Inizialmente introdotti come “biglietti di richiesta del tesoro” (demand notes), I Greenbacks si aggiunsero alla moltitudine di note bancarie già in circolazione e vennero emessi nel primi due anni di guerra, fino al 1862, nel tentativo di pagare i salari e le altre spese governative.  Come demand notes, i Greenbacks non avevano valore corrente, ciò significava che le banche potevano decidere di non accettarle come pagamento e come richiesta di conversione in oro. Per ovviare a questo problema nel 1862 un atto rivoluzionario venne approvato dal governo, destinato a cambiare il sistema monetario americano per sempre: il Legal Tender Act del febbraio del 1862. 

L’atto legittimava il governo ad emettere carta moneta con valore corrente e veniva ora consentito il pagamento di ogni tassa e debito all’interno dell’Unione. Prima del 1862 il governo non era autorizzato ad emettere moneta fiat, ovvero valuta non supportata dalle riserve auree. Così, la gestione delle note cartacee passò nelle mani del governo, che più di tutti aveva bisogno di valuta, più di quanto la zecca e le miniere auree e di argento potesse fornire. Durante questo periodo quindi, il valore del dollaro variò a seconda dei successi o insuccessi che il Nord riportava in guerra. Accadeva specularmente al Sud, dove venne invece emesso dalla Confederazione il dollaro confederato, sparito dopo la fine della guerra.

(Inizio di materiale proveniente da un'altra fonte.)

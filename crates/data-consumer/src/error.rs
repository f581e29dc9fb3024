use std::io;
use std::path::PathBuf;

use thiserror::Error;

#[derive(Debug, Error)]
pub enum DataConsumerError {
    #[error("failed to read data file {path}: {source}")]
    Read { path: PathBuf, source: io::Error },

    #[error("failed to parse data file {path}: {source}")]
    Parse { path: PathBuf, source: csv::Error },

    #[error("data file {path} has no header row")]
    MissingHeader { path: PathBuf },

    #[error("failed to persist data file {path}: {source}")]
    Write { path: PathBuf, source: io::Error },
}

/// `%Name%` appeared in a step's target or value but no column of that name
/// exists in the reserved row (spec.md §4.6, `UnknownPlaceholder`).
#[derive(Clone, Debug, Eq, PartialEq, Error)]
#[error("placeholder '%{0}%' has no matching dataset column")]
pub struct UnknownPlaceholder(pub String);
//! An in-memory [`BrowserDriver`] for tests: a tiny scriptable model of a
//! page instead of a real browser. Mirrors the teacher's `NoopTransport`
//! fallback in spirit — deterministic, no external process required.

use std::collections::HashMap;
use std::path::Path;
use std::sync::Mutex;

use async_trait::async_trait;

use crate::error::DriverError;
use crate::port::{BrowserDriver, ElementRef};

#[derive(Clone, Debug, Default)]
pub struct FakeElement {
    pub value: String,
    pub checked: bool,
    pub disabled: bool,
    pub is_native_select: bool,
    pub options: Vec<String>,
}

#[derive(Default)]
struct State {
    navigated_to: Vec<String>,
    /// candidate string -> element id it should resolve to, if any.
    matches: HashMap<String, String>,
    elements: HashMap<String, FakeElement>,
    visible_text: String,
    screenshots_taken: Vec<std::path::PathBuf>,
}

/// A fully scriptable fake: tests register which candidate strings match
/// which element ids, and pre-seed each element's state, then assert on the
/// mutations the Resolution Engine's `attempt` logic makes.
pub struct FakeDriver {
    state: Mutex<State>,
}

impl Default for FakeDriver {
    fn default() -> Self {
        Self {
            state: Mutex::new(State::default()),
        }
    }
}

impl FakeDriver {
    pub fn new() -> Self {
        Self::default()
    }

    pub fn register_match(&self, candidate: impl Into<String>, element_id: impl Into<String>) {
        self.state
            .lock()
            .unwrap()
            .matches
            .insert(candidate.into(), element_id.into());
    }

    pub fn seed_element(&self, element_id: impl Into<String>, element: FakeElement) {
        self.state
            .lock()
            .unwrap()
            .elements
            .insert(element_id.into(), element);
    }

    pub fn set_visible_text(&self, text: impl Into<String>) {
        self.state.lock().unwrap().visible_text = text.into();
    }

    pub fn navigated_to(&self) -> Vec<String> {
        self.state.lock().unwrap().navigated_to.clone()
    }

    pub fn element(&self, element_id: &str) -> Option<FakeElement> {
        self.state.lock().unwrap().elements.get(element_id).cloned()
    }

    pub fn screenshots_taken(&self) -> usize {
        self.state.lock().unwrap().screenshots_taken.len()
    }
}

fn not_found() -> DriverError {
    DriverError::StaleElement
}

#[async_trait]
impl BrowserDriver for FakeDriver {
    async fn navigate(&self, url: &str) -> Result<(), DriverError> {
        self.state.lock().unwrap().navigated_to.push(url.to_string());
        Ok(())
    }

    async fn query(&self, candidate: &str) -> Result<Option<ElementRef>, DriverError> {
        Ok(self
            .state
            .lock()
            .unwrap()
            .matches
            .get(candidate)
            .cloned()
            .map(ElementRef))
    }

    async fn click_standard(&self, _el: &ElementRef) -> Result<(), DriverError> {
        Ok(())
    }

    async fn click_scripted(&self, _el: &ElementRef) -> Result<(), DriverError> {
        Ok(())
    }

    async fn click_force(&self, _el: &ElementRef) -> Result<(), DriverError> {
        Ok(())
    }

    async fn click_synthesized_mouse_event(&self, _el: &ElementRef) -> Result<(), DriverError> {
        Ok(())
    }

    async fn is_disabled_or_readonly(&self, el: &ElementRef) -> Result<bool, DriverError> {
        let state = self.state.lock().unwrap();
        Ok(state.elements.get(&el.0).map(|e| e.disabled).unwrap_or(false))
    }

    async fn clear_disabled_readonly_attrs(&self, el: &ElementRef) -> Result<(), DriverError> {
        let mut state = self.state.lock().unwrap();
        if let Some(e) = state.elements.get_mut(&el.0) {
            e.disabled = false;
        }
        Ok(())
    }

    async fn fill_native(&self, el: &ElementRef, value: &str) -> Result<(), DriverError> {
        let mut state = self.state.lock().unwrap();
        let e = state.elements.get_mut(&el.0).ok_or_else(not_found)?;
        e.value = value.to_string();
        Ok(())
    }

    async fn fill_keystroke(&self, el: &ElementRef, value: &str) -> Result<(), DriverError> {
        self.fill_native(el, value).await
    }

    async fn fill_scripted_dispatch(&self, el: &ElementRef, value: &str) -> Result<(), DriverError> {
        self.fill_native(el, value).await
    }

    async fn read_value(&self, el: &ElementRef) -> Result<String, DriverError> {
        let state = self.state.lock().unwrap();
        Ok(state.elements.get(&el.0).map(|e| e.value.clone()).unwrap_or_default())
    }

    async fn is_native_select(&self, el: &ElementRef) -> Result<bool, DriverError> {
        let state = self.state.lock().unwrap();
        Ok(state
            .elements
            .get(&el.0)
            .map(|e| e.is_native_select)
            .unwrap_or(false))
    }

    async fn select_native_value(&self, el: &ElementRef, option_text: &str) -> Result<(), DriverError> {
        let mut state = self.state.lock().unwrap();
        let e = state.elements.get_mut(&el.0).ok_or_else(not_found)?;
        e.value = option_text.to_string();
        Ok(())
    }

    async fn open_dropdown(&self, _el: &ElementRef) -> Result<(), DriverError> {
        Ok(())
    }

    async fn is_checked(&self, el: &ElementRef) -> Result<bool, DriverError> {
        let state = self.state.lock().unwrap();
        Ok(state.elements.get(&el.0).map(|e| e.checked).unwrap_or(false))
    }

    async fn click_associated_label(&self, el: &ElementRef) -> Result<(), DriverError> {
        let mut state = self.state.lock().unwrap();
        let e = state.elements.get_mut(&el.0).ok_or_else(not_found)?;
        e.checked = !e.checked;
        Ok(())
    }

    async fn upload_via_button(&self, _el: &ElementRef, file_path: &str) -> Result<(), DriverError> {
        let mut state = self.state.lock().unwrap();
        state
            .elements
            .entry("uploaded".to_string())
            .or_default()
            .value = file_path.to_string();
        Ok(())
    }

    async fn upload_via_input(&self, el: &ElementRef, file_path: &str) -> Result<(), DriverError> {
        let mut state = self.state.lock().unwrap();
        let e = state.elements.get_mut(&el.0).ok_or_else(not_found)?;
        e.value = file_path.to_string();
        Ok(())
    }

    async fn text_present(&self, text: &str) -> Result<bool, DriverError> {
        Ok(self.state.lock().unwrap().visible_text.contains(text))
    }

    async fn dom_snapshot(&self) -> Result<String, DriverError> {
        Ok(format!("<html><body>{}</body></html>", self.state.lock().unwrap().visible_text))
    }

    async fn page_fingerprint(&self) -> Result<String, DriverError> {
        Ok("fake-fingerprint".to_string())
    }

    async fn screenshot(&self, path: &Path) -> Result<(), DriverError> {
        self.state.lock().unwrap().screenshots_taken.push(path.to_path_buf());
        Ok(())
    }
}

#[cfg(test)]
mod tests {
    use super::*;

    #[tokio::test]
    async fn query_returns_registered_match() {
        let driver = FakeDriver::new();
        driver.register_match("button:has-text('Submit')", "submit-btn");
        let result = driver.query("button:has-text('Submit')").await.unwrap();
        assert_eq!(result, Some(ElementRef("submit-btn".to_string())));
    }

    #[tokio::test]
    async fn fill_and_read_round_trip() {
        let driver = FakeDriver::new();
        driver.seed_element("county", FakeElement::default());
        let el = ElementRef("county".to_string());
        driver.fill_native(&el, "Loudoun").await.unwrap();
        assert_eq!(driver.read_value(&el).await.unwrap(), "Loudoun");
    }

    #[tokio::test]
    async fn check_toggles_via_label_click() {
        let driver = FakeDriver::new();
        driver.seed_element("terms", FakeElement::default());
        let el = ElementRef("terms".to_string());
        assert!(!driver.is_checked(&el).await.unwrap());
        driver.click_associated_label(&el).await.unwrap();
        assert!(driver.is_checked(&el).await.unwrap());
    }
}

Durante il corso di tutta la guerra vennero immessi sul mercato Greenbacks per un valore complessivo di 400 milioni di dollari. Nel suo punto di valore più basso, nel 1864 il valore dei Greenbacks era sceso tanto che 258 Greenbacks equivalevano a 100 in oro per poi riprendersi alla fine della guerra ed arrivare ad un rapporto di 150 a 100.

I dati indicano che i Greenbacks aiutarono a pagare il 15% delle spese di guerra, d’altra parte è anche vero che la loro circolazione causò un aumento dell’inflazione che nel 1863 arrivò al 25%. 

Le conseguenze della nascita dei Greenbacks furono molteplici. L’unione riuscì a sostenere effettivamente le spese di guerra e a stabilizzare l’economia, ma ciò sollevò non poche controversie. Nel 1870 la Corte Suprema, dichiarò che l’emissione di cartamoneta da parte del governo violava il quinto emendamento argomentando che l’obbligo di accettare i Greenbacks come forma di pagamento forzato dal governo equivaleva ad una forma di espropriazione di proprietà privata senza la giusta compensazione. La sentenza venne successivamente ribaltata, con non poche obiezioni, giustificando Il Legal Tender Act come misura straordinaria legittima nelle circostanze della guerra nella causa Juilliard v. Greenman (1884).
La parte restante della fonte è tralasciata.